Les fortes pressions sur les prix au cours de cette année ont été localisées principalement au niveau de fonctions «articles d’habillement», «logement», «produits alimentaires», «santé», «restaurant et hôtel» et «boissons alcoolisées, tabac et stupéfiants», lesquelles ont renseignées des variations respectivement de 52,04%, 50,12%, 48,26%, 46,92% et 43,13%.

« La hausse du niveau de prix en 2017, s’explique par celle de prix importés, essentiellement céréaliers, les pénuries dans certaines villes, la dépréciation de la monnaie nationale ainsi que les déficits publics infra mensuels au premier semestre. A ceci s’ajoutent les anticipations des agents économiques quant aux perspectives défavorables », commentent les Experts de la BCC dans le Rapport de la Politique monétaire de 2017.

En effet, l’évolution de l’inflation en 2017 se subdivise en deux phases.

La première, de janvier au mois de juillet, a été caractérisée par une accélération du rythme de formation des prix intérieurs avec un taux moyen mensuel de 3,9%. Cette évolution a été induite par la forte dépréciation de la monnaie nationale, couplée aux anticipations des agents économiques.

La seconde, à partir du mois d’août à décembre, a été marquée par la décélération de l’inflation consécutive à des mesures de stabilisation prises par le Gouvernement et la Banque Centrale.

Dans un contexte de poursuite des mesures de riposte du Gouvernement et de la BCC, indique le Rapport, le rythme de formations des prix devrait connaitre une décélération en 2018 et 2019, pour conforter la reprise de l’activité économique observée depuis 2017. Si à court terme, la Banque centrale anticipe une inflation de 28,5% en 2018 et 18,2% en 2019,  à moyen terme, il est fixé, de manière explicite, un objectif d’inflation de 7% pour ancrer les anticipations des ménages et des agents économiques.

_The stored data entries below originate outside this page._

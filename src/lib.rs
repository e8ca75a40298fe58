// Flaggr - feature flags with groups and users for Rust
//
// This library re-exports the flag engine and, with the `redis` feature,
// the Redis connectivity it uses for shared storage.

// Re-export the flag engine
pub use flaggr_features::*;

// Re-export optional crates
#[cfg(feature = "redis")]
pub use flaggr_redis;

// Prelude for common imports
pub mod prelude {
    pub use crate::{
        EvaluationOptions,
        Feature,
        FeatureStore,
        FlagError,
        FlagResult,
        Flaggr,
        FlaggrConfig,
        GroupMember,
        Identity,
        Member,
        MemoryStore,
        User,
    };

    #[cfg(feature = "redis")]
    pub use crate::RedisStore;

    #[cfg(feature = "redis")]
    pub use flaggr_redis::RedisConfig;
}
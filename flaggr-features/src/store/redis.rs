//! Redis feature store
//!
//! Shares feature state across application instances. Requires the `redis`
//! feature to be enabled.
//!
//! Writes that touch both the feature set and a feature hash run as Lua
//! scripts, so they apply atomically. The global switch and gate toggle
//! scripts only write when the feature is listed, so they never resurrect a
//! removed feature. A gate toggle is a compare-and-set on the stored record:
//! if the record changed since it was read, the toggle is retried.
//!
//! The key prefix decides the gate kind. A group call on a `user-` key, or a
//! user call on a `group-` key, reports the gate as absent.

use async_trait::async_trait;
use flaggr_redis::{RedisConfig, RedisService};
use serde_json::Value;
use std::sync::Arc;
use tracing::{debug, trace};

use super::layout::{
    decode_enabled, decode_feature, decode_gate, encode_enabled, encode_gate, toggle_gate,
};
use crate::error::{FlagError, FlagResult};
use crate::flag::{Feature, GroupGate, UserGate, evaluate_group, evaluate_user};
use crate::keys::{ENABLED_FIELD, FEATURES_SET_KEY, is_group_key, is_user_key};
use crate::member::GroupMember;
use crate::store::FeatureStore;

// KEYS: features set, feature hash. ARGV[1]: feature name.
const ADD_SCRIPT: &str = r#"
redis.call('SADD', KEYS[1], ARGV[1])
return redis.call('HSETNX', KEYS[2], ARGV[2], ARGV[3])
"#;

const REMOVE_SCRIPT: &str = r#"
redis.call('SREM', KEYS[1], ARGV[1])
return redis.call('DEL', KEYS[2])
"#;

const REGISTER_SCRIPT: &str = r#"
redis.call('SADD', KEYS[1], ARGV[1])
redis.call('HSETNX', KEYS[2], ARGV[2], ARGV[3])
redis.call('HSET', KEYS[2], ARGV[4], ARGV[5])
return 1
"#;

const SET_ENABLED_SCRIPT: &str = r#"
if redis.call('SISMEMBER', KEYS[1], ARGV[1]) == 1 then
    redis.call('HSET', KEYS[2], ARGV[2], ARGV[3])
    return 1
end
return 0
"#;

// ARGV: feature name, gate field, expected record, replacement record.
// Returns 1 when written, 0 when the feature or gate is gone, -1 on mismatch.
const TOGGLE_SCRIPT: &str = r#"
if redis.call('SISMEMBER', KEYS[1], ARGV[1]) == 0 then
    return 0
end
local current = redis.call('HGET', KEYS[2], ARGV[2])
if not current then
    return 0
end
if current ~= ARGV[3] then
    return -1
end
redis.call('HSET', KEYS[2], ARGV[2], ARGV[4])
return 1
"#;

const MAX_TOGGLE_ATTEMPTS: u32 = 5;

/// Redis-backed feature store
pub struct RedisStore {
    service: Arc<RedisService>,
}

impl RedisStore {
    /// Connect to Redis and create a store.
    ///
    /// # Errors
    ///
    /// Returns an error if the connection cannot be established within the
    /// configured attempt budget.
    pub async fn connect(config: RedisConfig) -> FlagResult<Self> {
        debug!(host = %config.host, port = config.port, "Connecting to Redis for feature flags");
        let service = RedisService::connect(config).await?;
        Ok(Self::from_service(Arc::new(service)))
    }

    /// Create a store on an existing service.
    pub fn from_service(service: Arc<RedisService>) -> Self {
        Self { service }
    }

    /// Get the underlying service.
    pub fn service(&self) -> &Arc<RedisService> {
        &self.service
    }

    async fn set_enabled(&self, name: &str, enabled: bool) -> FlagResult<()> {
        let mut conn = self.service.connection()?;
        let updated: i32 = redis::Script::new(SET_ENABLED_SCRIPT)
            .key(FEATURES_SET_KEY)
            .key(name)
            .arg(name)
            .arg(ENABLED_FIELD)
            .arg(encode_enabled(enabled))
            .invoke_async(&mut conn)
            .await?;

        debug!(feature = %name, enabled = enabled, found = updated == 1, "Set global switch");
        Ok(())
    }

    async fn insert_gate(&self, feature: &str, key: &str, encoded: String) -> FlagResult<()> {
        let mut conn = self.service.connection()?;
        let _: i32 = redis::Script::new(REGISTER_SCRIPT)
            .key(FEATURES_SET_KEY)
            .key(feature)
            .arg(feature)
            .arg(ENABLED_FIELD)
            .arg(encode_enabled(true))
            .arg(key)
            .arg(encoded)
            .invoke_async(&mut conn)
            .await?;
        Ok(())
    }

    async fn set_gate_enabled(&self, feature: &str, key: &str, group: bool, enabled: bool) -> FlagResult<bool> {
        let key_matches = if group { is_group_key(key) } else { is_user_key(key) };
        if !key_matches {
            trace!(feature = %feature, key = %key, "Gate key does not match gate kind");
            return Ok(false);
        }

        for attempt in 1..=MAX_TOGGLE_ATTEMPTS {
            let Some(current) = self.service.hget(feature, key).await? else {
                debug!(feature = %feature, key = %key, "Gate not registered");
                return Ok(false);
            };
            let replacement = toggle_gate(key, &current, enabled)?;

            let mut conn = self.service.connection()?;
            let outcome: i32 = redis::Script::new(TOGGLE_SCRIPT)
                .key(FEATURES_SET_KEY)
                .key(feature)
                .arg(feature)
                .arg(key)
                .arg(&current)
                .arg(&replacement)
                .invoke_async(&mut conn)
                .await?;

            match outcome {
                1 => {
                    debug!(feature = %feature, key = %key, enabled = enabled, "Set gate");
                    return Ok(true);
                }
                0 => {
                    debug!(feature = %feature, key = %key, "Gate removed during toggle");
                    return Ok(false);
                }
                _ => debug!(feature = %feature, key = %key, attempt = attempt, "Gate changed during toggle, retrying"),
            }
        }

        Err(FlagError::Conflict(format!(
            "{} on {} kept changing across {} toggle attempts",
            key, feature, MAX_TOGGLE_ATTEMPTS
        )))
    }

    /// Fetch the `enabled` field and one gate field in a single round trip.
    async fn fetch_with_gate(&self, feature: &str, key: &str) -> FlagResult<(bool, Option<String>)> {
        let mut values = self
            .service
            .hmget(feature, &[ENABLED_FIELD, key])
            .await?
            .into_iter();

        let enabled = decode_enabled(values.next().flatten().as_deref())?;
        Ok((enabled, values.next().flatten()))
    }
}

#[async_trait]
impl FeatureStore for RedisStore {
    async fn list_features(&self) -> FlagResult<Vec<String>> {
        let mut names = self.service.smembers(FEATURES_SET_KEY).await?;
        names.sort();
        Ok(names)
    }

    async fn add_feature(&self, name: &str) -> FlagResult<()> {
        let mut conn = self.service.connection()?;
        let created: i32 = redis::Script::new(ADD_SCRIPT)
            .key(FEATURES_SET_KEY)
            .key(name)
            .arg(name)
            .arg(ENABLED_FIELD)
            .arg(encode_enabled(true))
            .invoke_async(&mut conn)
            .await?;

        debug!(feature = %name, created = created == 1, "Add feature");
        Ok(())
    }

    async fn remove_feature(&self, name: &str) -> FlagResult<()> {
        let mut conn = self.service.connection()?;
        let removed: i32 = redis::Script::new(REMOVE_SCRIPT)
            .key(FEATURES_SET_KEY)
            .key(name)
            .arg(name)
            .invoke_async(&mut conn)
            .await?;

        debug!(feature = %name, removed = removed == 1, "Remove feature");
        Ok(())
    }

    async fn get_feature(&self, name: &str) -> FlagResult<Option<Feature>> {
        if !self.service.sismember(FEATURES_SET_KEY, name).await? {
            return Ok(None);
        }

        let fields = self.service.hgetall(name).await?;
        decode_feature(name, fields).map(Some)
    }

    async fn enable_feature(&self, name: &str) -> FlagResult<()> {
        self.set_enabled(name, true).await
    }

    async fn disable_feature(&self, name: &str) -> FlagResult<()> {
        self.set_enabled(name, false).await
    }

    async fn is_enabled_globally(&self, name: &str) -> FlagResult<bool> {
        let raw = self.service.hget(name, ENABLED_FIELD).await?;
        let enabled = decode_enabled(raw.as_deref())?;
        trace!(feature = %name, enabled = enabled, "Global check");
        Ok(enabled)
    }

    async fn register_group_gate(
        &self,
        feature: &str,
        group_key: &str,
        match_property: &str,
        match_value: Value,
    ) -> FlagResult<()> {
        let encoded = encode_gate(&GroupGate::new(match_property, match_value))?;
        self.insert_gate(feature, group_key, encoded).await?;
        debug!(feature = %feature, group = %group_key, property = %match_property, "Register group gate");
        Ok(())
    }

    async fn enable_group_gate(&self, feature: &str, group_key: &str) -> FlagResult<bool> {
        self.set_gate_enabled(feature, group_key, true, true).await
    }

    async fn disable_group_gate(&self, feature: &str, group_key: &str) -> FlagResult<bool> {
        self.set_gate_enabled(feature, group_key, true, false).await
    }

    async fn is_enabled_for_group(
        &self,
        feature: &str,
        group_key: &str,
        member: &dyn GroupMember,
    ) -> FlagResult<bool> {
        if !is_group_key(group_key) {
            return Ok(false);
        }

        let (feature_enabled, raw) = self.fetch_with_gate(feature, group_key).await?;
        let gate = decode_gate::<GroupGate>(raw.as_deref())?;
        let enabled = evaluate_group(Some(feature_enabled), gate.as_ref(), member);
        trace!(feature = %feature, group = %group_key, enabled = enabled, "Group check");
        Ok(enabled)
    }

    async fn register_user_gate(&self, feature: &str, user_key: &str) -> FlagResult<bool> {
        let encoded = encode_gate(&UserGate::new())?;
        self.insert_gate(feature, user_key, encoded).await?;
        debug!(feature = %feature, user = %user_key, "Register user gate");
        Ok(true)
    }

    async fn enable_user_gate(&self, feature: &str, user_key: &str) -> FlagResult<bool> {
        self.set_gate_enabled(feature, user_key, false, true).await
    }

    async fn disable_user_gate(&self, feature: &str, user_key: &str) -> FlagResult<bool> {
        self.set_gate_enabled(feature, user_key, false, false).await
    }

    async fn is_enabled_for_user(&self, feature: &str, user_key: &str) -> FlagResult<bool> {
        if !is_user_key(user_key) {
            return Ok(false);
        }

        let (feature_enabled, raw) = self.fetch_with_gate(feature, user_key).await?;
        let gate = decode_gate::<UserGate>(raw.as_deref())?;
        let enabled = evaluate_user(Some(feature_enabled), gate.as_ref());
        trace!(feature = %feature, user = %user_key, enabled = enabled, "User check");
        Ok(enabled)
    }

    async fn disconnect(&self) -> FlagResult<()> {
        self.service.close();
        Ok(())
    }

    fn store_type(&self) -> &'static str {
        "redis"
    }
}

impl From<RedisService> for RedisStore {
    fn from(service: RedisService) -> Self {
        Self::from_service(Arc::new(service))
    }
}

#[cfg(test)]
mod tests {
    use super::*;
    use serde_json::json;

    async fn store() -> RedisStore {
        let config = RedisConfig::from_url("redis://localhost:6379?db=1").unwrap();
        RedisStore::connect(config).await.unwrap()
    }

    #[tokio::test]
    #[ignore = "requires Redis"]
    async fn test_redis_layout() {
        let store = store().await;
        store.remove_feature("flaggr_layout_test").await.unwrap();

        store
            .register_group_gate("flaggr_layout_test", "group-admins", "admin", json!(true))
            .await
            .unwrap();
        store.register_user_gate("flaggr_layout_test", "user-1").await.unwrap();

        let fields = store.service().hgetall("flaggr_layout_test").await.unwrap();
        assert_eq!(fields["enabled"], "true");
        assert_eq!(fields["group-admins"], r#"{"enabled":true,"key":"admin","value":true}"#);
        assert_eq!(fields["user-1"], r#"{"enabled":true}"#);
        assert!(
            store
                .service()
                .sismember(FEATURES_SET_KEY, "flaggr_layout_test")
                .await
                .unwrap()
        );

        store.remove_feature("flaggr_layout_test").await.unwrap();
        assert!(store.get_feature("flaggr_layout_test").await.unwrap().is_none());
    }

    #[tokio::test]
    #[ignore = "requires Redis"]
    async fn test_switch_does_not_resurrect_removed_feature() {
        let store = store().await;
        store.remove_feature("flaggr_ghost_test").await.unwrap();

        store.enable_feature("flaggr_ghost_test").await.unwrap();

        assert!(store.service().hgetall("flaggr_ghost_test").await.unwrap().is_empty());
        assert!(!store.is_enabled_globally("flaggr_ghost_test").await.unwrap());
    }

    #[tokio::test]
    #[ignore = "requires Redis"]
    async fn test_gate_toggle_does_not_resurrect_removed_feature() {
        let store = store().await;
        let record = r#"{"enabled":true,"key":"admin","value":true}"#;
        store.remove_feature("flaggr_orphan_test").await.unwrap();

        // Leftover hash field with the feature no longer listed
        store
            .service()
            .hset("flaggr_orphan_test", "group-admins", record)
            .await
            .unwrap();

        assert!(!store.disable_group_gate("flaggr_orphan_test", "group-admins").await.unwrap());
        let fields = store.service().hgetall("flaggr_orphan_test").await.unwrap();
        assert_eq!(fields["group-admins"], record);
        assert!(!fields.contains_key("enabled"));

        store.remove_feature("flaggr_orphan_test").await.unwrap();
    }

    #[tokio::test]
    #[ignore = "requires Redis"]
    async fn test_gate_kind_follows_key_prefix() {
        let store = store().await;
        store.remove_feature("flaggr_kind_test").await.unwrap();
        store
            .register_group_gate("flaggr_kind_test", "group-admins", "admin", json!(true))
            .await
            .unwrap();

        assert!(!store.is_enabled_for_user("flaggr_kind_test", "group-admins").await.unwrap());
        assert!(!store.disable_user_gate("flaggr_kind_test", "group-admins").await.unwrap());
        assert_eq!(
            store.service().hget("flaggr_kind_test", "group-admins").await.unwrap().as_deref(),
            Some(r#"{"enabled":true,"key":"admin","value":true}"#)
        );

        store.remove_feature("flaggr_kind_test").await.unwrap();
    }

    #[tokio::test]
    #[ignore = "requires Redis"]
    async fn test_disconnect() {
        let store = store().await;
        store.disconnect().await.unwrap();
        store.disconnect().await.unwrap();

        assert!(matches!(
            store.list_features().await,
            Err(FlagError::Disconnected)
        ));
    }
}
//! Reconnect policy for the Redis connection.

use redis::aio::ConnectionManagerConfig;
use std::time::Duration;

/// Bounded exponential backoff used while (re)establishing a connection.
///
/// The delay doubles after every failed attempt but never exceeds
/// `max_delay`, and at most `max_attempts` connects are tried before the
/// error is handed back to the caller. The connection manager applies the
/// policy both to the first connect and to every later reconnect.
#[derive(Debug, Clone, PartialEq)]
pub struct ReconnectPolicy {
    /// Maximum number of connection attempts (at least one is always made).
    pub max_attempts: u32,
    /// Delay before the second attempt.
    pub initial_delay: Duration,
    /// Ceiling for any single delay.
    pub max_delay: Duration,
    /// Growth factor between attempts.
    pub multiplier: f32,
}

impl Default for ReconnectPolicy {
    fn default() -> Self {
        Self {
            max_attempts: 5,
            initial_delay: Duration::from_millis(100),
            max_delay: Duration::from_secs(10),
            multiplier: 2.0,
        }
    }
}

impl ReconnectPolicy {
    /// Create a policy with the given attempt budget and delay ceiling.
    pub fn new(max_attempts: u32, max_delay: Duration) -> Self {
        Self {
            max_attempts,
            max_delay,
            ..Default::default()
        }
    }

    /// Set the first delay.
    pub fn with_initial_delay(mut self, delay: Duration) -> Self {
        self.initial_delay = delay;
        self
    }

    /// Retries allowed after the first attempt.
    pub fn retries(&self) -> usize {
        self.max_attempts.max(1) as usize - 1
    }

    /// Connection manager settings carrying this policy.
    pub fn connection_manager_config(&self) -> ConnectionManagerConfig {
        ConnectionManagerConfig::new()
            .set_min_delay(self.initial_delay)
            .set_max_delay(self.max_delay)
            .set_exponent_base(self.multiplier)
            .set_number_of_retries(self.retries())
    }
}

#[cfg(test)]
mod tests {
    use super::*;

    #[test]
    fn test_retries() {
        assert_eq!(ReconnectPolicy::new(3, Duration::from_secs(1)).retries(), 2);
        assert_eq!(ReconnectPolicy::new(1, Duration::from_secs(1)).retries(), 0);

        // A zero budget still allows the first attempt only
        assert_eq!(ReconnectPolicy::new(0, Duration::from_secs(1)).retries(), 0);
    }

    #[test]
    fn test_connection_manager_config() {
        let policy = ReconnectPolicy::new(4, Duration::from_secs(10))
            .with_initial_delay(Duration::from_millis(250));

        let manager = policy.connection_manager_config();
        assert_eq!(manager.min_delay(), Duration::from_millis(250));
        assert_eq!(manager.max_delay(), Some(Duration::from_secs(10)));
        assert_eq!(manager.exponent_base(), 2.0);
        assert_eq!(manager.number_of_retries(), 3);
    }
}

« Au courant de l’année de 2018, il est prévu, une décélération des prix à la consommation au niveau des marchés des biens et services consécutivement aux effets attendu de la poursuite de l’exécution des dépenses sur base caisse, de l’arrêt du financement monétaire du déficit budgétaire du Gouvernement, dans un contexte de neutralisation des excès de la liquidité au sein de l’économie. En glissement annuel, l’inflation passerait de 40,3% à 28,5% de janvier à décembre 2018 », précisent les Experts de la Banque centrale du Congo.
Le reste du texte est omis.